(Stored items from a collection)

######

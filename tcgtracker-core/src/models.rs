use chrono::{DateTime, Utc};
use serde::{Deserialize, Deserializer, Serialize};
use std::fmt;
use std::str::FromStr;
use uuid::Uuid;

use crate::CoreError;

pub type DeckId = Uuid;
pub type MatchId = Uuid;

pub const MAX_TURNS: u8 = 50;
pub const DECK_SIZE: u32 = 60;
pub const MAX_COPIES: u32 = 4;
pub const MAX_ENERGY_COPIES: u32 = 30;

#[derive(Clone, Copy, Debug, Serialize, Deserialize, PartialEq, Eq, Hash, PartialOrd, Ord)]
#[serde(rename_all = "snake_case")]
pub enum MatchResult {
    Win,
    Loss,
    Draw,
}

impl MatchResult {
    pub fn as_str(&self) -> &'static str {
        match self {
            MatchResult::Win => "win",
            MatchResult::Loss => "loss",
            MatchResult::Draw => "draw",
        }
    }
}

impl FromStr for MatchResult {
    type Err = CoreError;

    fn from_str(s: &str) -> Result<Self, Self::Err> {
        match s.trim().to_lowercase().as_str() {
            "win" | "w" => Ok(MatchResult::Win),
            "loss" | "l" => Ok(MatchResult::Loss),
            "draw" | "d" => Ok(MatchResult::Draw),
            other => Err(CoreError::invalid(format!(
                "result must be one of win, loss, draw (got {other:?})"
            ))),
        }
    }
}

impl fmt::Display for MatchResult {
    fn fmt(&self, f: &mut fmt::Formatter<'_>) -> fmt::Result {
        f.write_str(self.as_str())
    }
}

/// Who took the first turn.
#[derive(Clone, Copy, Debug, Serialize, Deserialize, PartialEq, Eq, Hash)]
#[serde(rename_all = "snake_case")]
pub enum TurnOrder {
    You,
    Opponent,
}

impl TurnOrder {
    pub fn as_str(&self) -> &'static str {
        match self {
            TurnOrder::You => "you",
            TurnOrder::Opponent => "opponent",
        }
    }
}

impl FromStr for TurnOrder {
    type Err = CoreError;

    fn from_str(s: &str) -> Result<Self, Self::Err> {
        match s.trim().to_lowercase().as_str() {
            "you" | "me" | "first" => Ok(TurnOrder::You),
            "opp" | "opponent" | "second" => Ok(TurnOrder::Opponent),
            other => Err(CoreError::invalid(format!(
                "went_first must be you or opponent (got {other:?})"
            ))),
        }
    }
}

#[derive(Clone, Copy, Debug, Serialize, Deserialize, PartialEq, Eq, Hash, PartialOrd, Ord)]
#[serde(rename_all = "snake_case")]
pub enum WinCondition {
    PrizeCards,
    NoBenchedPokemon,
    DeckOut,
    Concession,
}

impl WinCondition {
    pub const ALL: [WinCondition; 4] = [
        WinCondition::PrizeCards,
        WinCondition::NoBenchedPokemon,
        WinCondition::DeckOut,
        WinCondition::Concession,
    ];

    pub fn as_str(&self) -> &'static str {
        match self {
            WinCondition::PrizeCards => "prize_cards",
            WinCondition::NoBenchedPokemon => "no_benched_pokemon",
            WinCondition::DeckOut => "deck_out",
            WinCondition::Concession => "concession",
        }
    }
}

impl FromStr for WinCondition {
    type Err = CoreError;

    fn from_str(s: &str) -> Result<Self, Self::Err> {
        let norm = s.trim().to_lowercase().replace([' ', '-'], "_");
        match norm.as_str() {
            "prize_cards" | "prize_cards_taken" | "prizes" => Ok(WinCondition::PrizeCards),
            "no_benched_pokemon" | "no_bench" => Ok(WinCondition::NoBenchedPokemon),
            "deck_out" | "deck_milled" | "milled" => Ok(WinCondition::DeckOut),
            "concession" | "conceded" | "conceded_first_turn" => Ok(WinCondition::Concession),
            _ => Err(CoreError::invalid(format!("unknown win condition {s:?}"))),
        }
    }
}

#[derive(Clone, Copy, Debug, Default, Serialize, Deserialize, PartialEq, Eq, Hash, PartialOrd, Ord)]
#[serde(rename_all = "snake_case")]
pub enum CardKind {
    #[default]
    Pokemon,
    Trainer,
    Energy,
}

impl CardKind {
    pub fn max_copies(&self) -> u32 {
        match self {
            CardKind::Energy => MAX_ENERGY_COPIES,
            _ => MAX_COPIES,
        }
    }
}

impl FromStr for CardKind {
    type Err = CoreError;

    fn from_str(s: &str) -> Result<Self, Self::Err> {
        match s.trim().to_lowercase().as_str() {
            "pokemon" | "pokémon" => Ok(CardKind::Pokemon),
            "trainer" => Ok(CardKind::Trainer),
            "energy" => Ok(CardKind::Energy),
            other => Err(CoreError::invalid(format!(
                "card kind must be pokemon, trainer or energy (got {other:?})"
            ))),
        }
    }
}

#[derive(Clone, Debug, Serialize, Deserialize, PartialEq, Eq)]
pub struct CardEntry {
    pub name: String,
    pub quantity: u32,
    #[serde(default)]
    pub kind: CardKind,
}

#[derive(Clone, Debug, Serialize, Deserialize, PartialEq, Eq)]
pub struct DeckRecord {
    pub id: DeckId,
    pub name: String,
    pub cards: Vec<CardEntry>,
    pub created_at: DateTime<Utc>,
    pub updated_at: DateTime<Utc>,
}

impl DeckRecord {
    pub fn new(name: impl Into<String>, cards: Vec<CardEntry>) -> Self {
        let now = Utc::now();
        Self {
            id: Uuid::new_v4(),
            name: name.into(),
            cards,
            created_at: now,
            updated_at: now,
        }
    }

    pub fn total_cards(&self) -> u32 {
        self.cards.iter().map(|c| c.quantity).sum()
    }
}

#[derive(Clone, Debug, Serialize, Deserialize, PartialEq, Eq)]
pub struct MatchRecord {
    pub id: MatchId,
    pub played_at: DateTime<Utc>,
    pub deck_id: DeckId,
    pub opponent_deck: String,
    pub result: MatchResult,
    #[serde(default, skip_serializing_if = "Option::is_none")]
    pub went_first: Option<TurnOrder>,
    #[serde(default, skip_serializing_if = "Option::is_none")]
    pub turns: Option<u8>,
    #[serde(default, skip_serializing_if = "Option::is_none")]
    pub win_condition: Option<WinCondition>,
    #[serde(default, skip_serializing_if = "Option::is_none")]
    pub notable_cards: Option<String>,
    #[serde(default, skip_serializing_if = "Option::is_none")]
    pub notes: Option<String>,
}

impl MatchRecord {
    pub fn new(deck_id: DeckId, opponent_deck: impl Into<String>, result: MatchResult) -> Self {
        Self {
            id: Uuid::new_v4(),
            played_at: Utc::now(),
            deck_id,
            opponent_deck: opponent_deck.into(),
            result,
            went_first: None,
            turns: None,
            win_condition: None,
            notable_cards: None,
            notes: None,
        }
    }
}

#[derive(Clone, Copy, Debug, Serialize, Deserialize, PartialEq, Eq, Hash)]
#[serde(rename_all = "snake_case")]
pub enum DeckChange {
    Created,
    Modified,
    Deleted,
    CardAdded,
    CardRemoved,
    Imported,
}

#[derive(Clone, Debug, Serialize, Deserialize, PartialEq, Eq)]
pub struct HistoryEntry {
    pub at: DateTime<Utc>,
    #[serde(default, skip_serializing_if = "Option::is_none")]
    pub deck_id: Option<DeckId>,
    pub deck_name: String,
    pub change: DeckChange,
    #[serde(default)]
    pub detail: String,
}

impl HistoryEntry {
    pub fn new(deck: &DeckRecord, change: DeckChange, detail: impl Into<String>) -> Self {
        Self {
            at: Utc::now(),
            deck_id: Some(deck.id),
            deck_name: deck.name.clone(),
            change,
            detail: detail.into(),
        }
    }
}

// ===== Inputs =====
//
// Enumerated fields arrive as text and are parsed during validation, so a
// bad value is a `CoreError::Validation` rather than a decode failure.

#[derive(Clone, Debug, Serialize, Deserialize, PartialEq, Eq)]
pub struct CardInput {
    pub name: String,
    pub quantity: u32,
    #[serde(default)]
    pub kind: Option<String>,
}

impl CardInput {
    pub fn new(name: impl Into<String>, quantity: u32) -> Self {
        Self {
            name: name.into(),
            quantity,
            kind: None,
        }
    }

    pub fn with_kind(mut self, kind: impl Into<String>) -> Self {
        self.kind = Some(kind.into());
        self
    }
}

#[derive(Clone, Debug, Default, Serialize, Deserialize)]
pub struct NewDeck {
    pub name: String,
    #[serde(default)]
    pub cards: Vec<CardInput>,
}

impl NewDeck {
    pub fn new(name: impl Into<String>, cards: Vec<CardInput>) -> Self {
        Self {
            name: name.into(),
            cards,
        }
    }
}

#[derive(Clone, Debug, Default, Serialize, Deserialize)]
pub struct DeckPatch {
    #[serde(default)]
    pub name: Option<String>,
    #[serde(default)]
    pub cards: Option<Vec<CardInput>>,
}

#[derive(Clone, Debug, Default, Serialize, Deserialize)]
pub struct NewMatch {
    pub deck_id: DeckId,
    pub opponent_deck: String,
    pub result: String,
    #[serde(default)]
    pub played_at: Option<DateTime<Utc>>,
    #[serde(default)]
    pub went_first: Option<String>,
    #[serde(default)]
    pub turns: Option<u8>,
    #[serde(default)]
    pub win_condition: Option<String>,
    #[serde(default)]
    pub notable_cards: Option<String>,
    #[serde(default)]
    pub notes: Option<String>,
}

impl NewMatch {
    pub fn new(deck_id: DeckId, opponent_deck: impl Into<String>, result: impl Into<String>) -> Self {
        Self {
            deck_id,
            opponent_deck: opponent_deck.into(),
            result: result.into(),
            ..Default::default()
        }
    }
}

/// Partial match update. Outer `None` leaves a field alone; for optional
/// fields `Some(None)` clears it.
#[derive(Clone, Debug, Default, Serialize, Deserialize)]
pub struct MatchPatch {
    #[serde(default)]
    pub deck_id: Option<DeckId>,
    #[serde(default)]
    pub opponent_deck: Option<String>,
    #[serde(default)]
    pub result: Option<String>,
    #[serde(default)]
    pub played_at: Option<DateTime<Utc>>,
    #[serde(default, deserialize_with = "double_option")]
    pub went_first: Option<Option<String>>,
    #[serde(default, deserialize_with = "double_option")]
    pub turns: Option<Option<u8>>,
    #[serde(default, deserialize_with = "double_option")]
    pub win_condition: Option<Option<String>>,
    #[serde(default, deserialize_with = "double_option")]
    pub notable_cards: Option<Option<String>>,
    #[serde(default, deserialize_with = "double_option")]
    pub notes: Option<Option<String>>,
}

// absent -> None, null -> Some(None), value -> Some(Some(v))
fn double_option<'de, D, T>(de: D) -> Result<Option<Option<T>>, D::Error>
where
    D: Deserializer<'de>,
    T: Deserialize<'de>,
{
    Option::<T>::deserialize(de).map(Some)
}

######

TASK INSTRUCTIONS = All lines of the records above that carry the word "Some" should be listed.

EXERCISE OUTPUT =
            deck_id: Some(deck.id),
        self.kind = Some(kind.into());
/// fields `Some(None)` clears it.
// absent -> None, null -> Some(None), value -> Some(Some(v))
    Option::<T>::deserialize(de).map(Some)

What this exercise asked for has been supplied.